BEIJING (Reuters) - China’s Foreign Ministry warned Japan on Wednesday not to take “provocative” action around a group of disputed islets in the East China Sea, saying Tokyo would have to accept the consequences.
On Tuesday, Japan said it had told China that any foreign naval vessel entering Japanese waters for reasons other than “innocent passage” will be told to leave by a Japanese naval patrol, signaling a potential escalation in a long-running dispute.
Last year, Chinese navy ships sailed near the disputed isles, known as the Senkaku in Japan and the Diaoyu in China, the Japanese government said.
Asked about the Japanese announcement, Chinese Foreign Ministry spokesman Hong Lei said China had the right to carry out “normal navigation and patrol activities” around the islands.
“We advise Japan against taking provocative acts or doing anything to raise tensions, otherwise it will have to accept responsibility for everything that happens,” he told a daily news briefing, without elaborating.
In an editorial on Wednesday, the influential Chinese tabloid the Global Times said if Japan sent its navy in, China would have to send in its warships too.

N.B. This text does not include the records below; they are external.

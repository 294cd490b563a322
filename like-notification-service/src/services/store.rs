use async_trait::async_trait;
use mongodb::{
    bson::{doc, Document},
    Client as MongoClient, Database,
};
use service_core::error::AppError;
use std::collections::HashMap;
use std::sync::atomic::{AtomicBool, Ordering};
use std::sync::Mutex;

/// Read-only access to documents keyed by id. Records come back as untyped
/// BSON field maps; callers pick out the fields they need.
#[async_trait]
pub trait DocumentStore: Send + Sync {
    async fn get(&self, collection: &str, id: &str) -> Result<Option<Document>, AppError>;
    async fn health_check(&self) -> Result<(), AppError>;
}

#[derive(Clone)]
pub struct MongoDocumentStore {
    client: MongoClient,
    db: Database,
}

impl MongoDocumentStore {
    pub async fn connect(uri: &str, database: &str) -> Result<Self, AppError> {
        tracing::info!("Connecting to MongoDB");
        let client = MongoClient::with_uri_str(uri).await.map_err(|e| {
            tracing::error!("Failed to connect to MongoDB: {}", e);
            AppError::from(e)
        })?;
        let db = client.database(database);
        tracing::info!(database = %database, "MongoDB client ready");
        Ok(Self { client, db })
    }
}

#[async_trait]
impl DocumentStore for MongoDocumentStore {
    async fn get(&self, collection: &str, id: &str) -> Result<Option<Document>, AppError> {
        let document = self
            .db
            .collection::<Document>(collection)
            .find_one(doc! { "_id": id }, None)
            .await
            .inspect_err(|e| {
                tracing::error!(collection = %collection, id = %id, "Failed to fetch document: {}", e);
            })?;
        Ok(document)
    }

    async fn health_check(&self) -> Result<(), AppError> {
        self.client
            .database("admin")
            .run_command(doc! { "ping": 1 }, None)
            .await
            .inspect_err(|e| tracing::error!("MongoDB health check failed: {}", e))?;
        Ok(())
    }
}

/// In-process store for tests and local runs without a database.
pub struct InMemoryDocumentStore {
    documents: Mutex<HashMap<(String, String), Document>>,
    available: AtomicBool,
}

impl Default for InMemoryDocumentStore {
    fn default() -> Self {
        Self::new()
    }
}

impl InMemoryDocumentStore {
    pub fn new() -> Self {
        Self {
            documents: Mutex::new(HashMap::new()),
            available: AtomicBool::new(true),
        }
    }

    pub fn insert(&self, collection: &str, id: &str, document: Document) {
        if let Ok(mut documents) = self.documents.lock() {
            documents.insert((collection.to_string(), id.to_string()), document);
        }
    }

    /// Make every subsequent call fail as if the database were unreachable.
    pub fn set_available(&self, available: bool) {
        self.available.store(available, Ordering::SeqCst);
    }

    fn ensure_available(&self) -> Result<(), AppError> {
        if self.available.load(Ordering::SeqCst) {
            Ok(())
        } else {
            Err(AppError::DatabaseError(anyhow::anyhow!(
                "document store is unreachable"
            )))
        }
    }
}

#[async_trait]
impl DocumentStore for InMemoryDocumentStore {
    async fn get(&self, collection: &str, id: &str) -> Result<Option<Document>, AppError> {
        self.ensure_available()?;
        let documents = self
            .documents
            .lock()
            .map_err(|e| anyhow::anyhow!("In-memory store mutex poisoned: {}", e))?;
        Ok(documents
            .get(&(collection.to_string(), id.to_string()))
            .cloned())
    }

    async fn health_check(&self) -> Result<(), AppError> {
        self.ensure_available()
    }
}
use axum::http::HeaderValue;
use axum::{extract::Request, middleware::Next, response::Response};
use tracing::Instrument;
use uuid::Uuid;

pub const REQUEST_ID_HEADER: &str = "x-request-id";

/// Tags each request with an `x-request-id` (generated when the caller sent
/// none), runs the rest of the stack inside a span carrying it, and echoes it
/// on the response.
pub async fn request_id_middleware(mut req: Request, next: Next) -> Response {
    let request_id = req
        .headers()
        .get(REQUEST_ID_HEADER)
        .and_then(|h| h.to_str().ok())
        .filter(|s| !s.is_empty())
        .map(|s| s.to_string())
        .unwrap_or_else(|| Uuid::new_v4().to_string());

    if let Ok(header_value) = HeaderValue::from_str(&request_id) {
        req.headers_mut().insert(REQUEST_ID_HEADER, header_value);
    }

    let span = tracing::info_span!(
        "http_request",
        request_id = %request_id,
        method = %req.method(),
        path = %req.uri().path(),
    );

    let mut response = next.run(req).instrument(span).await;

    if let Ok(header_value) = HeaderValue::from_str(&request_id) {
        response
            .headers_mut()
            .insert(REQUEST_ID_HEADER, header_value);
    }

    response
}
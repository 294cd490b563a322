use serde::{Deserialize, Serialize};

#[derive(Debug, Clone, Copy, Serialize, Deserialize, PartialEq, Eq)]
#[serde(rename_all = "lowercase")]
pub enum ResultStatus {
    Success,
    Error,
    Info,
}

impl std::fmt::Display for ResultStatus {
    fn fmt(&self, f: &mut std::fmt::Formatter<'_>) -> std::fmt::Result {
        match self {
            ResultStatus::Success => write!(f, "success"),
            ResultStatus::Error => write!(f, "error"),
            ResultStatus::Info => write!(f, "info"),
        }
    }
}

/// Outcome of a notification attempt. Returned by every step of the flow
/// and serialized as-is into the HTTP response body.
#[derive(Debug, Clone, Serialize, Deserialize, PartialEq, Eq)]
pub struct NotificationResult {
    pub status: ResultStatus,
    pub message: String,
}

impl NotificationResult {
    pub fn success(message: impl Into<String>) -> Self {
        Self {
            status: ResultStatus::Success,
            message: message.into(),
        }
    }

    pub fn error(message: impl Into<String>) -> Self {
        Self {
            status: ResultStatus::Error,
            message: message.into(),
        }
    }

    pub fn info(message: impl Into<String>) -> Self {
        Self {
            status: ResultStatus::Info,
            message: message.into(),
        }
    }

    pub fn is_success(&self) -> bool {
        self.status == ResultStatus::Success
    }
}
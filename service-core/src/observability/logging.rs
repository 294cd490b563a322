use opentelemetry::KeyValue;
use opentelemetry_otlp::WithExportConfig;
use opentelemetry_sdk::{Resource, runtime, trace as sdktrace};
use tracing_subscriber::{layer::SubscriberExt, util::SubscriberInitExt};

/// Install the global subscriber: JSON logs on stdout, plus OTLP span export
/// when `otlp_endpoint` is given. A collector that cannot be reached at
/// startup degrades to logs only.
pub fn init_tracing(service_name: &str, log_level: &str, otlp_endpoint: Option<&str>) {
    let env_filter = tracing_subscriber::EnvFilter::try_from_default_env()
        .unwrap_or_else(|_| tracing_subscriber::EnvFilter::new(log_level));

    let mut exporter_error = None;
    let telemetry = otlp_endpoint.and_then(|endpoint| {
        let otlp_exporter = opentelemetry_otlp::new_exporter()
            .tonic()
            .with_endpoint(endpoint);

        match opentelemetry_otlp::new_pipeline()
            .tracing()
            .with_exporter(otlp_exporter)
            .with_trace_config(sdktrace::config().with_resource(Resource::new(vec![
                KeyValue::new("service.name", service_name.to_string()),
            ])))
            .install_batch(runtime::Tokio)
        {
            Ok(tracer) => Some(tracing_opentelemetry::layer().with_tracer(tracer)),
            Err(e) => {
                exporter_error = Some(format!("{} ({})", e, endpoint));
                None
            }
        }
    });

    tracing_subscriber::registry()
        .with(env_filter)
        .with(telemetry)
        .with(
            tracing_subscriber::fmt::layer()
                .with_file(true)
                .with_line_number(true)
                .json()
                .flatten_event(true),
        )
        .init();

    if let Some(err) = exporter_error {
        tracing::warn!(service = %service_name, "OTLP exporter unavailable, logging only: {}", err);
    }
}
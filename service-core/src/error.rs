use axum::{
    Json,
    http::StatusCode,
    response::{IntoResponse, Response},
};
use serde::Serialize;
use thiserror::Error;

#[derive(Debug, Error)]
pub enum AppError {
    #[error("Internal server error: {0}")]
    InternalError(#[from] anyhow::Error),

    #[error("Database error: {0}")]
    DatabaseError(anyhow::Error),

    #[error("Configuration error: {0}")]
    ConfigError(anyhow::Error),
}

impl From<config::ConfigError> for AppError {
    fn from(err: config::ConfigError) -> Self {
        AppError::ConfigError(anyhow::Error::new(err))
    }
}

impl From<std::io::Error> for AppError {
    fn from(err: std::io::Error) -> Self {
        AppError::InternalError(anyhow::Error::new(err))
    }
}

impl From<mongodb::error::Error> for AppError {
    fn from(err: mongodb::error::Error) -> Self {
        AppError::DatabaseError(anyhow::Error::new(err))
    }
}

impl IntoResponse for AppError {
    fn into_response(self) -> Response {
        #[derive(Serialize)]
        struct ErrorResponse {
            error: String,
            #[serde(skip_serializing_if = "Option::is_none")]
            details: Option<String>,
        }

        let (status, error_message, details) = match self {
            AppError::InternalError(err) => (
                StatusCode::INTERNAL_SERVER_ERROR,
                "Internal server error".to_string(),
                Some(format!("{:#}", err)),
            ),
            AppError::DatabaseError(err) => (
                StatusCode::SERVICE_UNAVAILABLE,
                "Database error".to_string(),
                Some(err.to_string()),
            ),
            AppError::ConfigError(err) => (
                StatusCode::INTERNAL_SERVER_ERROR,
                "Configuration error".to_string(),
                Some(err.to_string()),
            ),
        };

        (
            status,
            Json(ErrorResponse {
                error: error_message,
                details,
            }),
        )
            .into_response()
    }
}
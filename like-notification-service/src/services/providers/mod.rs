pub mod fcm_auth;
pub mod push;

use async_trait::async_trait;
use serde::{Deserialize, Serialize};
use thiserror::Error;

pub use fcm_auth::{ServiceAccountKey, ServiceAccountTokenSource};
pub use push::{FcmProvider, MockPushProvider};

#[derive(Debug, Error)]
pub enum ProviderError {
    #[error("Provider not enabled: {0}")]
    NotEnabled(String),

    #[error("Configuration error: {0}")]
    Configuration(String),

    #[error("Connection error: {0}")]
    Connection(String),

    #[error("Send error: {0}")]
    SendFailed(String),

    #[error("Authentication error: {0}")]
    Authentication(String),
}

#[derive(Debug, Clone, Serialize, Deserialize)]
pub struct ProviderResponse {
    pub provider_id: Option<String>,
}

impl ProviderResponse {
    pub fn success(provider_id: Option<String>) -> Self {
        Self { provider_id }
    }
}

/// A single notification addressed to one device registration token.
#[derive(Debug, Clone, PartialEq, Eq)]
pub struct PushMessage {
    pub token: String,
    pub title: String,
    pub body: String,
}

#[async_trait]
pub trait PushProvider: Send + Sync {
    async fn send(&self, push: &PushMessage) -> Result<ProviderResponse, ProviderError>;
    /// Short label used in logs and metrics.
    fn name(&self) -> &'static str;
}
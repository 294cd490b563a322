pub mod like;
pub mod result;

pub use like::LikeEvent;
pub use result::{NotificationResult, ResultStatus};
use super::metrics::record_provider_call;
use super::providers::{PushMessage, PushProvider};
use crate::models::NotificationResult;
use std::sync::Arc;

pub const SENT_MESSAGE: &str = "Notification sent successfully.";

/// Submits one notification per call to the configured provider. Never
/// retries; every provider failure comes back as an error result.
#[derive(Clone)]
pub struct PushSender {
    provider: Arc<dyn PushProvider>,
}

impl PushSender {
    pub fn new(provider: Arc<dyn PushProvider>) -> Self {
        Self { provider }
    }

    #[tracing::instrument(skip(self, token, title, body), fields(provider = self.provider.name()))]
    pub async fn send(&self, token: &str, title: &str, body: &str) -> NotificationResult {
        let message = PushMessage {
            token: token.to_string(),
            title: title.to_string(),
            body: body.to_string(),
        };

        match self.provider.send(&message).await {
            Ok(response) => {
                record_provider_call(self.provider.name(), "success");
                tracing::info!(provider_id = ?response.provider_id, "Push notification sent");
                NotificationResult::success(SENT_MESSAGE)
            }
            Err(e) => {
                record_provider_call(self.provider.name(), "failure");
                tracing::error!(error = %e, "Failed to send push notification");
                NotificationResult::error(e.to_string())
            }
        }
    }
}
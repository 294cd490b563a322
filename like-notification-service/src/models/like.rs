use serde::Deserialize;
use validator::Validate;

pub const MISSING_FIELDS_MESSAGE: &str = "Missing 'postId' or 'userId' in request.";

/// Inbound like event. `user_id` (the liker) must be present but is not used
/// when building the notification.
#[derive(Debug, Clone, Deserialize, Validate)]
#[serde(rename_all = "camelCase")]
pub struct LikeEvent {
    #[validate(required, length(min = 1))]
    pub post_id: Option<String>,
    #[validate(required, length(min = 1))]
    pub user_id: Option<String>,
}

impl LikeEvent {
    pub fn post_id(&self) -> &str {
        self.post_id.as_deref().unwrap_or_default()
    }

    pub fn user_id(&self) -> &str {
        self.user_id.as_deref().unwrap_or_default()
    }
}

“China can send as many warships to the Diaoyu Islands as Japan does,” said the newspaper, which is run by the ruling Communist Party’s official People’s Daily.
The dispute over the uninhabited islands, which are under Japanese control, has been a major sticking point in Japan and China’s often contentious relations in recent years.
Late last year, a Chinese coastguard vessel with what appeared to be gun turrets entered territorial waters claimed by Japan near the islands, Japan’s coastguard said, adding that it was the first such incursion by an armed Chinese vessel in the area.